I've often said I'd prefer to stay in a hotel rather than with friends or family when in the Uk and it'd be far easier for them and me.

Joy, your posts are really hitting the nail on the head for me...
 
One trick I learned a few years ago is that you only need to "force yourself" for 21 days. After that your mind accepts the new thing as a daily habit and no longer resists.

For example - I hated the crowded trains in the morning. One day I realised that if I left the house an hour earlier I would get a seat and could coffee etc at the other end. But I really really didn't want to get up an hour earlier. I just couldn't...

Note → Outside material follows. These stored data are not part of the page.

use clap::Parser;
use clap::Subcommand;

#[derive(Parser)]
#[command(author, version, about, long_about = None)]
pub struct Cli {
    /// Where we should store data
    #[arg(long, default_value = "./.opnsd")]
    pub data_dir: String,

    /// Base URL of the transaction feed and fetch service
    #[arg(long, default_value = "https://junglebus.gorillapool.io")]
    pub feed_url: String,

    /// The admission topic this node serves
    #[arg(long, default_value = "tm_OpNS")]
    pub topic: String,

    /// Concurrent network fetches while resolving ancestry
    #[arg(long, default_value_t = 10)]
    pub fetch_concurrency: usize,

    /// Turn debugging information on
    #[arg(short, long)]
    pub debug: bool,

    #[command(subcommand)]
    pub command: Commands,
}

#[derive(Subcommand)]
pub enum Commands {
    /// Follow the feed and persist pending transactions into the queue
    Subscribe {
        /// Feed subscription to follow
        #[arg(long)]
        subscription_id: String,

        /// Height to start from when no progress is recorded yet
        #[arg(long, default_value_t = 0)]
        from_height: u32,
    },
    /// Resolve pending transactions and their ancestry into the cache
    Download,
    /// Consume the pending queue through the admission engine
    Process,
    /// Walk admitted claims forward through the external spends index
    Spends,
}
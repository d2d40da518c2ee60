#[macro_export]
/// Wraps an error type into the named variant of a crate-level error enum.
macro_rules! impl_error_from {
    ($thing:ty, $from_thing:ty, $field:ident) => {
        impl From<$from_thing> for $thing {
            fn from(e: $from_thing) -> Self {
                <$thing>::$field(e)
            }
        }
    };
}
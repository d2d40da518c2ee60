// SPDX-License-Identifier: MIT

//! The OpNS protocol engine.
//!
//! OpNS registers domain names on chain, one character at a time. A single
//! genesis output anchors a tree of frontier outputs; spending a frontier
//! mines the next character of a name by solving a proof-of-work puzzle tied
//! to the previous output, and forks the chain state into a restatement of
//! the old frontier, a new frontier for the extended prefix, and an
//! inscription recording the claimed name under its owner's script.
//!
//! This crate holds everything that interprets or produces those
//! transactions: the locking-script codec ([`script`]), the miner ([`pow`]),
//! the unlock-transaction builder ([`unlock`]), the topic admission rules
//! ([`admission`]) and the BEEF transaction envelopes ([`beef`]) the overlay
//! exchanges.

pub mod admission;
pub mod beef;
pub mod pow;
pub mod script;
pub mod sighash;
pub mod unlock;

use std::str::FromStr;
use std::sync::OnceLock;

use opns_common::Outpoint;

/// Required number of leading zero bits in the little-endian interpretation
/// of a mined hash.
pub const DIFFICULTY: u32 = 22;

/// The outpoint anchoring the whole name tree. Every frontier script carries
/// these 36 bytes in its state, and every inscription envelope commits to
/// them.
pub fn genesis() -> &'static Outpoint {
    static GENESIS: OnceLock<Outpoint> = OnceLock::new();
    GENESIS.get_or_init(|| {
        Outpoint::from_str("58b7558ea379f24266c7e2f5fe321992ad9a724fd7a87423ba412677179ccb25_0")
            .expect("hardcoded genesis outpoint")
    })
}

I forced myself for 3 weeks - two alarm clocks and a dash for the shower - and by week 4 I woke up normally at the right time, and started to really enjoy the empty streets, the comfortable journey while reading the papers and the lovely cup of coffee at the other end.

Now I hate it when I am forced to stay at home, queue for a crowded train and stand all the way into the city...
 
Makes sense... (and I never get a 21 day holiday so it'd be quicker still.)
BUT, while I'm quite happy having a week off at the house doing bits and pieces, I'm indignant at having to spend another week "on a diet" when at home... having spent most of my life on diets!

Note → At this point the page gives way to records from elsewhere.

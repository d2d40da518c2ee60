// SPDX-License-Identifier: MIT

//! The overlay engine.
//!
//! An [`engine::Engine`] owns the process-wide storage handle and a set of
//! topic managers and lookup services. Submitting a transaction envelope
//! runs per-topic admission, persists the admitted outputs, and feeds the
//! lookup services in admission order; everything downstream (event
//! indexing, notifications) hangs off the [`LookupService`] seam.

pub mod engine;

use std::collections::HashMap;

use bitcoin::Script;
use opns_common::Outpoint;
use opns_protocol::admission::AdmissionError;
use opns_protocol::admission::AdmittanceInstructions;
use opns_protocol::admission::OpnsTopicManager;
use opns_protocol::beef::BeefError;
use opns_storage::StoreError;
use serde::Serialize;

pub use engine::Engine;

/// An envelope tagged with the topics it should be considered for.
#[derive(Debug, Clone)]
pub struct TaggedBeef {
    pub topics: Vec<String>,
    pub beef: Vec<u8>,
}

/// How a submission reached us. Historical submissions come from the
/// ingestion driver replaying the chain; current ones arrive live.
#[derive(Debug, Clone, Copy, PartialEq, Eq)]
pub enum SubmitMode {
    Current,
    Historical,
}

/// Per-topic admittance results of one submission.
pub type Steak = HashMap<String, AdmittanceInstructions>;

/// A query addressed to a named lookup service.
#[derive(Debug, Clone)]
pub struct LookupQuestion {
    pub service: String,
    /// Service-specific JSON query.
    pub query: Vec<u8>,
}

#[derive(Debug, Clone, Serialize)]
pub struct OutputListItem {
    #[serde(rename = "outputIndex")]
    pub output_index: u32,
    /// Atomic envelope committing to the outpoint's transaction.
    pub beef: Vec<u8>,
}

#[derive(Debug, Clone, Serialize)]
pub struct LookupAnswer {
    #[serde(rename = "type")]
    pub answer_type: String,
    pub outputs: Vec<OutputListItem>,
}

impl LookupAnswer {
    pub fn output_list(outputs: Vec<OutputListItem>) -> LookupAnswer {
        LookupAnswer {
            answer_type: "output-list".to_string(),
            outputs,
        }
    }
}

/// A topic membership entry, as exchanged during sync handshakes.
#[derive(Debug, Clone, Serialize)]
pub struct SyncUtxo {
    pub outpoint: Outpoint,
    pub score: opns_common::Score,
}

#[derive(Debug)]
pub enum EngineError {
    Storage(Box<dyn StoreError>),
    Beef(BeefError),
    Admission(AdmissionError),
    UnknownTopic(String),
    UnknownService(String),
    /// Admission named an output index the transaction doesn't have.
    MissingOutput(u32),
    OutputNotFound(Outpoint),
    InvalidQuery(serde_json::Error),
    /// An event-index failure surfaced through a lookup service.
    Index(String),
}

impl core::fmt::Display for EngineError {
    fn fmt(&self, f: &mut core::fmt::Formatter<'_>) -> core::fmt::Result {
        match self {
            EngineError::Storage(e) => write!(f, "storage: {e:?}"),
            EngineError::Beef(e) => write!(f, "envelope: {e}"),
            EngineError::Admission(e) => write!(f, "admission: {e}"),
            EngineError::UnknownTopic(topic) => write!(f, "no manager for topic {topic}"),
            EngineError::UnknownService(service) => {
                write!(f, "no lookup service named {service}")
            }
            EngineError::MissingOutput(vout) => {
                write!(f, "admitted output {vout} not present in transaction")
            }
            EngineError::OutputNotFound(outpoint) => write!(f, "output {outpoint} not found"),
            EngineError::InvalidQuery(e) => write!(f, "invalid query: {e}"),
            EngineError::Index(e) => write!(f, "event index: {e}"),
        }
    }
}

impl std::error::Error for EngineError {}

impl EngineError {
    /// Wraps a store's error. A blanket `From` would conflict with the
    /// conversions below, so storage call sites use
    /// `.map_err(EngineError::storage)` instead.
    pub fn storage<E: StoreError>(e: E) -> EngineError {
        EngineError::Storage(Box::new(e))
    }
}

opns_common::impl_error_from!(EngineError, BeefError, Beef);
opns_common::impl_error_from!(EngineError, AdmissionError, Admission);

/// Decides topic membership for submitted envelopes.
pub trait TopicManager: Send + Sync {
    fn identify_admissable_outputs(
        &self,
        beef: &[u8],
        previous_coins: &[u32],
    ) -> Result<AdmittanceInstructions, EngineError>;

    /// Outpoints the manager needs resolved beyond what the envelope
    /// carries.
    fn identify_needed_inputs(&self, beef: &[u8]) -> Result<Vec<Outpoint>, EngineError>;
}

impl TopicManager for OpnsTopicManager {
    fn identify_admissable_outputs(
        &self,
        beef: &[u8],
        previous_coins: &[u32],
    ) -> Result<AdmittanceInstructions, EngineError> {
        Ok(OpnsTopicManager::identify_admissable_outputs(self, beef, previous_coins)?)
    }

    fn identify_needed_inputs(&self, beef: &[u8]) -> Result<Vec<Outpoint>, EngineError> {
        Ok(OpnsTopicManager::identify_needed_inputs(self, beef)?)
    }
}

/// Downstream consumer of admission results: the event index in this
/// system, but anything implementing the seam can ride along.
pub trait LookupService: Send + Sync {
    /// A new output was admitted to `topic`. Called in admission order.
    fn output_added(
        &self,
        outpoint: &Outpoint,
        script: &Script,
        topic: &str,
        block_height: u32,
        block_idx: u64,
    ) -> Result<(), EngineError>;

    fn output_spent(&self, outpoint: &Outpoint, topic: &str) -> Result<(), EngineError>;

    fn outputs_spent(&self, outpoints: &[Outpoint], topic: &str) -> Result<(), EngineError> {
        for outpoint in outpoints {
            self.output_spent(outpoint, topic)?;
        }
        Ok(())
    }

    fn output_deleted(&self, outpoint: &Outpoint, topic: &str) -> Result<(), EngineError>;

    fn output_block_height_updated(
        &self,
        outpoint: &Outpoint,
        block_height: u32,
        block_idx: u64,
    ) -> Result<(), EngineError>;

    fn lookup(&self, question: &LookupQuestion) -> Result<LookupAnswer, EngineError>;
}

The happy medium really is something I need to find... any time soon would be great!
 
Maintainer, where I want to get back to is

The place where I eat because I'm hungry. And I eat what my body intuitively knows "I" need. I used to eat like that. I'm positive everyone of us did at one time. When infants, at least, if not longer until, especially for girls, appearance entered into the picture.

I learned a lot with the Fat Flush diet plan. Really relearned proper eating for nutrition. And learned to enjoy it. Got down to a very content scale number and then learned about, Conscious Eating, Intuitive Eating. Or some other phrase, can't recall it. Based on eating from a different space than my typical mind.

I want to get back there. A balanced space. Life is filled with so many trials and tribulations. I'm choosing to move food out of that category.

For me, my mind is a vital part of the process. Catching myself the moment before I eat and quietly, gently, go inside and listen to what is driving me. And asking, do I want to get in the car with you and go where we'll end up? Who exactly is driving anyway?
 
For me, my mind is a vital part of the process. Catching myself the moment before I eat and quietly, gently, go inside and listen to what is driving me. And asking, do I want to get in the car with you and go where we'll end up? Who exactly is driving anyway?

Priceless... thank you.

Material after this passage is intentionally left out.